Доктор отвечал, что ничего страшного нет; мальчик, поглядев на него с нехорошим подозрением, уходил; доктор опять взбегал по лестнице, успевал написать пару абзацев, но тут оказывалось, что пришел муж пациентки и хочет наконец получить ясный и недвусмысленный ответ на вопрос, как же все-таки следует принимать лекарство: с водой или без воды? А если это, как выразился доктор, не имеет значения, то из каких таких соображений он сперва сказал мальчику, что вода нужна? Доктор в течение получаса разъяснял сердитому мужу принцип действия лекарства, тот внимательно выслушивал, после чего говорил, что его жена, принявшая лекарство без воды, чувствует себя как-то странно и доктору следовало бы пойти и осмотреть ее. Доктор одевался, брал чемоданчик, засовывал стетоскоп за подкладку шляпы, шел к пациентке, проводил у нее минут сорок, повторяя объяснения, которые дал ее сыну и мужу, затем возвращался домой, где его, оказывается, уже полчаса ожидал другой пациент, рассерженный и недовольный; так проходила первая половина дня, а после обеда все начиналось сначала. Все это не выдумка, а свидетельство самого доктора, который описал свой типичный рабочий день середины 1880-х в «Ювеналиях».

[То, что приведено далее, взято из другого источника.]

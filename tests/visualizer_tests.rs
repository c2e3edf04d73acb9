//! Headless integration tests for the simulation core.
//!
//! These tests use [`MinimalPlugins`] plus [`SimulationPlugin`]: no window, no
//! rendering.  Real time is advanced by a fixed step per `app.update()` via
//! [`TimeUpdateStrategy::ManualDuration`], so flights are deterministic.
//!
//! Covered scenarios:
//! 1. Space launches the ball and the trail grows one point per frame.
//! 2. The flight terminates on ground impact and the trail freezes.
//! 3. R resets to Idle and clears the trail.
//! 4. Sliders are locked while Running and editable again once Terminated.
//! 5. Window messages (cursor + left button) drive a slider drag end to end.

use bevy::input::mouse::MouseButtonInput;
use bevy::input::ButtonState;
use bevy::prelude::*;
use bevy::time::TimeUpdateStrategy;
use bevy::window::{CursorMoved, WindowEvent};
use parabola::controller::{CommandKey, Controls, InputEvent, InputQueue};
use parabola::lifecycle::{Phase, Simulation};
use parabola::simulation::SimulationPlugin;
use parabola::widgets::SliderId;
use std::time::Duration;

// ── Helpers ───────────────────────────────────────────────────────────────────

/// Build a headless app advancing `step` of real time per frame, with the
/// Startup schedule already run.
fn headless_app(step: Duration) -> App {
    let mut app = App::new();
    app.add_plugins((MinimalPlugins, SimulationPlugin));
    app.insert_resource(TimeUpdateStrategy::ManualDuration(step));
    app.update();
    app
}

fn push(app: &mut App, event: InputEvent) {
    app.world_mut().resource_mut::<InputQueue>().0.push(event);
}

fn sim(app: &App) -> &Simulation {
    app.world().resource::<Simulation>()
}

fn controls(app: &App) -> &Controls {
    app.world().resource::<Controls>()
}

fn handle_of(app: &App, id: SliderId) -> Vec2 {
    let controls = controls(app);
    let slider = controls.slider(id).expect("slider exists");
    slider.handle_center(id.get(&controls.params))
}

// ── Tests ─────────────────────────────────────────────────────────────────────

#[test]
fn starts_idle_with_empty_trail() {
    let app = headless_app(Duration::from_millis(16));
    assert_eq!(sim(&app).phase(), Phase::Idle);
    assert!(sim(&app).trail().is_empty());
    assert_eq!(controls(&app).params.speed, 10.0);
}

#[test]
fn space_launches_and_trail_grows_each_frame() {
    let mut app = headless_app(Duration::from_millis(16));
    push(&mut app, InputEvent::KeyDown(CommandKey::Space));
    app.update();
    assert_eq!(sim(&app).phase(), Phase::Running);
    assert_eq!(sim(&app).trail().len(), 1);

    app.update();
    app.update();
    assert_eq!(sim(&app).trail().len(), 3);
}

#[test]
fn flight_terminates_on_ground_and_trail_freezes() {
    // Defaults (10 m/s, 45°, 2 m) land after roughly 2.04 s.
    let mut app = headless_app(Duration::from_millis(250));
    push(&mut app, InputEvent::KeyDown(CommandKey::Space));
    for _ in 0..20 {
        app.update();
    }
    assert_eq!(sim(&app).phase(), Phase::Terminated);

    let frozen = sim(&app).trail().len();
    let landed_at = sim(&app).ball_position(&controls(&app).params);
    assert!((landed_at.y - -4.0).abs() < 1e-4, "clamped to ground: {landed_at}");
    app.update();
    assert_eq!(sim(&app).trail().len(), frozen);
}

#[test]
fn reset_returns_to_idle_and_clears_trail() {
    let mut app = headless_app(Duration::from_millis(16));
    push(&mut app, InputEvent::KeyDown(CommandKey::Space));
    app.update();
    app.update();
    assert!(!sim(&app).trail().is_empty());

    push(&mut app, InputEvent::KeyDown(CommandKey::R));
    app.update();
    assert_eq!(sim(&app).phase(), Phase::Idle);
    assert!(sim(&app).trail().is_empty());
    assert!(!sim(&app).has_launched());
}

#[test]
fn sliders_locked_while_running_and_unlocked_after_landing() {
    let mut app = headless_app(Duration::from_millis(250));
    push(&mut app, InputEvent::KeyDown(CommandKey::Space));
    app.update();

    let handle = handle_of(&app, SliderId::Speed);
    push(&mut app, InputEvent::PointerDown(handle));
    push(&mut app, InputEvent::PointerMove(Vec2::new(2000.0, handle.y)));
    app.update();
    assert_eq!(controls(&app).dragging, None);
    assert_eq!(controls(&app).params.speed, 10.0);

    for _ in 0..20 {
        app.update();
    }
    assert_eq!(sim(&app).phase(), Phase::Terminated);

    push(&mut app, InputEvent::PointerDown(handle));
    push(&mut app, InputEvent::PointerMove(Vec2::new(2000.0, handle.y)));
    app.update();
    assert_eq!(controls(&app).params.speed, 30.0);
}

#[test]
fn window_messages_drive_slider_drag() {
    let mut app = headless_app(Duration::from_millis(16));
    let handle = handle_of(&app, SliderId::Angle);
    let window = Entity::PLACEHOLDER;

    let world = app.world_mut();
    world.write_message(WindowEvent::CursorMoved(CursorMoved {
        window,
        position: handle,
        delta: None,
    }));
    world.write_message(WindowEvent::MouseButtonInput(MouseButtonInput {
        button: MouseButton::Left,
        state: ButtonState::Pressed,
        window,
    }));
    world.write_message(WindowEvent::CursorMoved(CursorMoved {
        window,
        position: Vec2::new(-100.0, handle.y),
        delta: None,
    }));
    world.write_message(WindowEvent::MouseButtonInput(MouseButtonInput {
        button: MouseButton::Left,
        state: ButtonState::Released,
        window,
    }));
    app.update();

    assert_eq!(controls(&app).params.angle_deg, 0.0);
    assert_eq!(controls(&app).dragging, None);
}
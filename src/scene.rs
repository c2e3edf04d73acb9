//! Per-frame scene composition.
//!
//! Decides *what* to draw and *where*, in screen pixels, without touching
//! Bevy's renderer.  [`crate::rendering`] executes the resulting
//! [`DrawCommand`]s with gizmos and positions the retained widget entities.

use crate::config::VisualizerConfig;
use crate::controller::Controls;
use crate::lifecycle::Simulation;
use crate::transform::CoordinateTransform;
use crate::widgets::CheckboxId;
use bevy::prelude::*;

// ── Colours ───────────────────────────────────────────────────────────────────

pub fn force_color() -> Color {
    Color::srgb_u8(255, 0, 0)
}
pub fn resultant_color() -> Color {
    Color::srgb_u8(255, 0, 0)
}
pub fn horizontal_color() -> Color {
    Color::srgb_u8(0, 150, 0)
}
pub fn vertical_color() -> Color {
    Color::srgb_u8(0, 0, 255)
}
pub fn guide_color() -> Color {
    Color::srgb_u8(180, 180, 180)
}

// ── Draw commands ─────────────────────────────────────────────────────────────

/// Line weight.  Each maps to a gizmo config group with a fixed width.
#[derive(Debug, Clone, Copy, PartialEq, Eq)]
pub enum Stroke {
    /// 3 px.
    Bold,
    /// 2 px.
    Regular,
    /// 1 px.
    Hairline,
}

impl Stroke {
    pub fn width(self) -> f32 {
        match self {
            Self::Bold => 3.0,
            Self::Regular => 2.0,
            Self::Hairline => 1.0,
        }
    }
}

/// Which overlay label a [`DrawCommand::Label`] fills in.
#[derive(Component, Debug, Clone, Copy, PartialEq, Eq, Hash)]
pub enum VectorTag {
    Force,
    Velocity,
    VelocityX,
    VelocityY,
}

impl VectorTag {
    pub const ALL: [VectorTag; 4] = [
        VectorTag::Force,
        VectorTag::Velocity,
        VectorTag::VelocityX,
        VectorTag::VelocityY,
    ];

    pub fn text(self) -> &'static str {
        match self {
            Self::Force => "mg",
            Self::Velocity => "v",
            Self::VelocityX => "vx",
            Self::VelocityY => "vy",
        }
    }

    pub fn color(self) -> Color {
        match self {
            Self::Force => force_color(),
            Self::Velocity => resultant_color(),
            Self::VelocityX => horizontal_color(),
            Self::VelocityY => vertical_color(),
        }
    }
}

/// One overlay primitive in screen pixels.
#[derive(Debug, Clone, PartialEq)]
pub enum DrawCommand {
    /// Shaft from `start` to `end`; the head belongs to `tag`.
    Arrow {
        tag: VectorTag,
        start: Vec2,
        end: Vec2,
        color: Color,
        stroke: Stroke,
    },
    Line {
        from: Vec2,
        to: Vec2,
        color: Color,
        stroke: Stroke,
    },
    /// Text whose top-left corner sits at `position`.
    Label { tag: VectorTag, position: Vec2 },
}

// ── Arrow primitive ───────────────────────────────────────────────────────────

/// Shaft and triangular head of an arrow.
#[derive(Debug, Clone, Copy, PartialEq)]
pub struct ArrowShape {
    pub start: Vec2,
    pub tip: Vec2,
    /// `[tip, left, right]`.
    pub head: [Vec2; 3],
}

/// Build an arrow from `start` to `end`.  The head's base points lie
/// `head_size` back from the tip at ±`head_angle_deg` around the shaft.
///
/// A zero-length arrow has a degenerate head collapsed onto the tip.
pub fn arrow_shape(start: Vec2, end: Vec2, head_size: f32, head_angle_deg: f32) -> ArrowShape {
    let d = end - start;
    let angle = d.y.atan2(d.x);
    let spread = head_angle_deg.to_radians();
    let back = |a: f32| end - head_size * Vec2::new(a.cos(), a.sin());
    let head = if d == Vec2::ZERO {
        [end, end, end]
    } else {
        [end, back(angle - spread), back(angle + spread)]
    };
    ArrowShape {
        start,
        tip: end,
        head,
    }
}

// ── Composition ───────────────────────────────────────────────────────────────

/// Screen position of the ball center this frame.
pub fn ball_screen_position(
    sim: &Simulation,
    controls: &Controls,
    transform: &CoordinateTransform,
) -> Vec2 {
    transform.to_screen(sim.ball_position(&controls.params))
}

/// Force and velocity overlays for this frame.
///
/// Empty until a run has been launched; each group appears only when its
/// checkbox is ticked.  Velocity is the canonical kinematic velocity of the
/// current sample.
pub fn compose_vector_overlay(
    sim: &Simulation,
    controls: &Controls,
    config: &VisualizerConfig,
) -> Vec<DrawCommand> {
    let mut commands = Vec::new();
    if !sim.has_launched() {
        return commands;
    }
    let transform = CoordinateTransform::from_config(config);
    let ball = ball_screen_position(sim, controls, &transform);

    if controls.is_enabled(CheckboxId::ForceVector) {
        let len = config.force_arrow_length;
        commands.push(DrawCommand::Arrow {
            tag: VectorTag::Force,
            start: ball,
            end: ball + Vec2::new(0.0, len),
            color: force_color(),
            stroke: Stroke::Bold,
        });
        commands.push(DrawCommand::Label {
            tag: VectorTag::Force,
            position: ball + Vec2::new(10.0, len * 0.5),
        });
    }

    if controls.is_enabled(CheckboxId::VelocityVectors) {
        if let Some(velocity) = sim.velocity() {
            let v = transform.velocity_to_screen(velocity) * config.velocity_arrow_scale;
            let end_total = ball + v;
            let end_x = ball + Vec2::new(v.x, 0.0);
            let end_y = ball + Vec2::new(0.0, v.y);

            commands.extend([
                DrawCommand::Arrow {
                    tag: VectorTag::Velocity,
                    start: ball,
                    end: end_total,
                    color: resultant_color(),
                    stroke: Stroke::Bold,
                },
                DrawCommand::Label {
                    tag: VectorTag::Velocity,
                    position: end_total + Vec2::new(5.0, -10.0),
                },
                DrawCommand::Arrow {
                    tag: VectorTag::VelocityX,
                    start: ball,
                    end: end_x,
                    color: horizontal_color(),
                    stroke: Stroke::Regular,
                },
                DrawCommand::Label {
                    tag: VectorTag::VelocityX,
                    position: end_x + Vec2::new(5.0, -10.0),
                },
                DrawCommand::Arrow {
                    tag: VectorTag::VelocityY,
                    start: ball,
                    end: end_y,
                    color: vertical_color(),
                    stroke: Stroke::Regular,
                },
                DrawCommand::Label {
                    tag: VectorTag::VelocityY,
                    position: end_y + Vec2::new(5.0, 5.0),
                },
                DrawCommand::Line {
                    from: end_x,
                    to: end_total,
                    color: guide_color(),
                    stroke: Stroke::Hairline,
                },
                DrawCommand::Line {
                    from: end_y,
                    to: end_total,
                    color: guide_color(),
                    stroke: Stroke::Hairline,
                },
            ]);
        }
    }

    commands
}

#[cfg(test)]
mod tests {
    use super::*;
    use crate::controller::{CommandKey, InputEvent};
    use crate::lifecycle::Phase;
    use crate::physics::Ballistics;

    fn setup() -> (Simulation, Controls, VisualizerConfig) {
        let config = VisualizerConfig::default();
        (
            Simulation::default(),
            Controls::from_config(&config),
            config,
        )
    }

    fn tick_boxes(controls: &mut Controls, force: bool, velocity: bool) {
        for cb in controls.checkboxes.iter_mut() {
            cb.enabled = match cb.id {
                CheckboxId::ForceVector => force,
                CheckboxId::VelocityVectors => velocity,
            };
        }
    }

    fn launch(sim: &mut Simulation, controls: &mut Controls, config: &VisualizerConfig, t: f64) {
        controls.handle(InputEvent::KeyDown(CommandKey::Space), sim, 0.0);
        sim.advance(
            t,
            &Ballistics::from_config(config),
            &CoordinateTransform::from_config(config),
        );
    }

    fn arrows(commands: &[DrawCommand]) -> Vec<(Vec2, Vec2)> {
        commands
            .iter()
            .filter_map(|c| match c {
                DrawCommand::Arrow { start, end, .. } => Some((*start, *end)),
                _ => None,
            })
            .collect()
    }

    #[test]
    fn arrow_head_points_back_from_tip_at_thirty_degrees() {
        let a = arrow_shape(Vec2::ZERO, Vec2::new(100.0, 0.0), 8.0, 30.0);
        assert_eq!(a.head[0], Vec2::new(100.0, 0.0));
        let (left, right) = (a.head[1], a.head[2]);
        assert!((left - Vec2::new(100.0 - 8.0 * 0.8660254, 4.0)).length() < 1e-4, "{left:?}");
        assert!((right - Vec2::new(100.0 - 8.0 * 0.8660254, -4.0)).length() < 1e-4, "{right:?}");
    }

    #[test]
    fn arrow_head_is_symmetric_for_any_direction() {
        let start = Vec2::new(10.0, 10.0);
        let end = Vec2::new(-30.0, 45.0);
        let a = arrow_shape(start, end, 8.0, 30.0);
        assert!(((a.head[1] - end).length() - 8.0).abs() < 1e-4);
        assert!(((a.head[2] - end).length() - 8.0).abs() < 1e-4);
        let axis = (start - end).normalize();
        let l = (a.head[1] - end).normalize().dot(axis);
        let r = (a.head[2] - end).normalize().dot(axis);
        assert!((l - r).abs() < 1e-4);
    }

    #[test]
    fn zero_length_arrow_collapses_head() {
        let p = Vec2::new(3.0, 4.0);
        assert_eq!(arrow_shape(p, p, 8.0, 30.0).head, [p, p, p]);
    }

    #[test]
    fn no_overlay_before_first_launch() {
        let (sim, mut controls, config) = setup();
        tick_boxes(&mut controls, true, true);
        assert!(compose_vector_overlay(&sim, &controls, &config).is_empty());
    }

    #[test]
    fn no_overlay_when_boxes_unticked() {
        let (mut sim, mut controls, config) = setup();
        launch(&mut sim, &mut controls, &config, 0.2);
        assert!(compose_vector_overlay(&sim, &controls, &config).is_empty());
    }

    #[test]
    fn force_arrow_points_down_fixed_length() {
        let (mut sim, mut controls, config) = setup();
        tick_boxes(&mut controls, true, false);
        launch(&mut sim, &mut controls, &config, 0.3);
        let cmds = compose_vector_overlay(&sim, &controls, &config);
        let a = arrows(&cmds);
        assert_eq!(a.len(), 1);
        let (start, end) = a[0];
        assert_eq!(end - start, Vec2::new(0.0, 60.0));
        assert!(cmds.contains(&DrawCommand::Label {
            tag: VectorTag::Force,
            position: start + Vec2::new(10.0, 30.0),
        }));
    }

    #[test]
    fn velocity_arrows_use_kinematic_velocity() {
        let (mut sim, mut controls, config) = setup();
        tick_boxes(&mut controls, false, true);
        launch(&mut sim, &mut controls, &config, 0.5);
        let cmds = compose_vector_overlay(&sim, &controls, &config);
        let a = arrows(&cmds);
        assert_eq!(a.len(), 3);

        let vx = 10.0 * 45f32.to_radians().cos();
        let vy = 10.0 * 45f32.to_radians().sin() - 9.8 * 0.5;
        let expected = Vec2::new(vx * 100.0 * 0.06, -vy * 100.0 * 0.06);
        let (start, end_total) = a[0];
        assert!(((end_total - start) - expected).length() < 1e-2);
        assert!(((a[1].1 - start) - Vec2::new(expected.x, 0.0)).length() < 1e-2);
        assert!(((a[2].1 - start) - Vec2::new(0.0, expected.y)).length() < 1e-2);

        let guides = cmds
            .iter()
            .filter(|c| matches!(c, DrawCommand::Line { stroke: Stroke::Hairline, .. }))
            .count();
        assert_eq!(guides, 2);
    }

    #[test]
    fn overlay_persists_after_termination() {
        let (mut sim, mut controls, config) = setup();
        tick_boxes(&mut controls, true, true);
        launch(&mut sim, &mut controls, &config, 20.0);
        assert_eq!(sim.phase(), Phase::Terminated);
        let cmds = compose_vector_overlay(&sim, &controls, &config);
        assert_eq!(arrows(&cmds).len(), 4);
        let tags: Vec<VectorTag> = cmds
            .iter()
            .filter_map(|c| match c {
                DrawCommand::Arrow { tag, .. } => Some(*tag),
                _ => None,
            })
            .collect();
        assert_eq!(tags, VectorTag::ALL.to_vec());
    }

    #[test]
    fn overlay_disappears_after_reset() {
        let (mut sim, mut controls, config) = setup();
        tick_boxes(&mut controls, true, true);
        launch(&mut sim, &mut controls, &config, 0.2);
        sim.reset();
        assert!(compose_vector_overlay(&sim, &controls, &config).is_empty());
    }

    #[test]
    fn idle_ball_sits_at_preview_height() {
        let (sim, mut controls, config) = setup();
        controls.params.initial_height = -4.0;
        let t = CoordinateTransform::from_config(&config);
        assert_eq!(
            ball_screen_position(&sim, &controls, &t),
            Vec2::new(50.0, 900.0)
        );
    }
}
//! Physical ↔ screen ↔ world coordinate conversion.
//!
//! Three spaces are involved:
//!
//! | Space    | Units  | Origin                 | +y    |
//! |----------|--------|------------------------|-------|
//! | Physical | meters | launch point at h = 0  | up    |
//! | Screen   | px     | canvas top-left corner | down  |
//! | World    | px     | canvas center (Bevy)   | up    |
//!
//! All layout and hit-testing happens in screen space; only the rendering
//! systems convert to Bevy world space.

use crate::config::VisualizerConfig;
use crate::constants::{CANVAS_HEIGHT, CANVAS_WIDTH};
use bevy::prelude::*;

/// Fixed meters-to-pixels mapping anchored at the launch point.
#[derive(Debug, Clone, Copy, PartialEq)]
pub struct CoordinateTransform {
    /// Pixels per meter.
    pub scale: f32,
    /// Screen x of physical x = 0.
    pub origin_x: f32,
    /// Screen y of physical h = 0.
    pub ground_y: f32,
}

impl CoordinateTransform {
    pub fn from_config(config: &VisualizerConfig) -> Self {
        Self {
            scale: config.pixels_per_meter,
            origin_x: config.origin_x,
            ground_y: config.ground_y,
        }
    }

    /// Physical (x, h) in meters → screen pixels.
    pub fn to_screen(&self, physical: Vec2) -> Vec2 {
        Vec2::new(
            self.origin_x + physical.x * self.scale,
            self.ground_y - physical.y * self.scale,
        )
    }

    /// Screen pixels → physical (x, h) in meters.
    pub fn to_physical(&self, screen: Vec2) -> Vec2 {
        Vec2::new(
            (screen.x - self.origin_x) / self.scale,
            (self.ground_y - screen.y) / self.scale,
        )
    }

    /// Physical velocity (m/s) → screen-space pixel delta per second.
    ///
    /// Flips the vertical axis but applies no translation.
    pub fn velocity_to_screen(&self, velocity: Vec2) -> Vec2 {
        Vec2::new(velocity.x * self.scale, -velocity.y * self.scale)
    }
}

/// The fixed-size canvas, used to map screen pixels into Bevy world space.
///
/// Always the size of the window, which is created before any config is read,
/// so it is not configurable.
#[derive(Debug, Clone, Copy, PartialEq)]
pub struct Canvas {
    pub width: f32,
    pub height: f32,
}

impl Default for Canvas {
    fn default() -> Self {
        Self {
            width: CANVAS_WIDTH,
            height: CANVAS_HEIGHT,
        }
    }
}

impl Canvas {

    /// Screen pixel (top-left origin, y down) → Bevy world (center origin, y up).
    ///
    /// Assumes the default `Camera2d` with a 1:1 projection.
    pub fn to_world(&self, screen: Vec2) -> Vec2 {
        Vec2::new(screen.x - self.width * 0.5, self.height * 0.5 - screen.y)
    }

    /// Inverse of [`Canvas::to_world`].
    pub fn to_screen(&self, world: Vec2) -> Vec2 {
        Vec2::new(world.x + self.width * 0.5, self.height * 0.5 - world.y)
    }
}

Дойл заинтересовался глазными болезнями: изучал эту новую для себя отрасль, ездил регулярно в портсмутскую глазную клинику, где под руководством доктора Вернона Форда занимался подбором очков для пациентов, штудировал медицинские труды. Тренировку футбольной команды пропускать тоже было нельзя: портсмутская газета «Ивнинг мэйл» называла его одним из надежнейших защитников во всем графстве, а потеря защитника для команды страшней, чем нападающего. В крикетном клубе он уже к этому времени был капитаном – тоже не отвертишься. Семье нужны деньги – где их взять? В Южной Африке нашли золото, все только об этом и толкуют; заработать так легко – всего-навсего прочесть внимательно биржевые сводки да сделать инвестиции в какую-нибудь из добывающих компаний. Доктор вложил 60 фунтов и рассчитывал получить прибыль процентов эдак в триста, но, как оказалось, в биржевых делах не так-то просто разобраться: вместо прибыли получился убыток. Выругаться и забыть. Литературно-научное общество желало пригласить знаменитого лектора: секретарь общества обязан снестись с этим человеком, уговорить его приехать, ответить на все вопросы касательно расписания поездов и гостиниц. В Портсмуте грядут выборы: партийный активист должен бегать повсюду, договариваться о выступлениях, распространять предвыборную литературу[18]. Сестра прислала грустное письмо: ответить срочно. Мать укоряет, что долго не писал. Молодая жена ни в коем случае не должна сидеть дома затворницей, ее нужно выводить в свет, посещать вечера. Из списка в семьдесят с лишним философских, исторических и научных трудов, которые доктор наметил изучить за год, еще половина не прочитана: взяться за это как следует.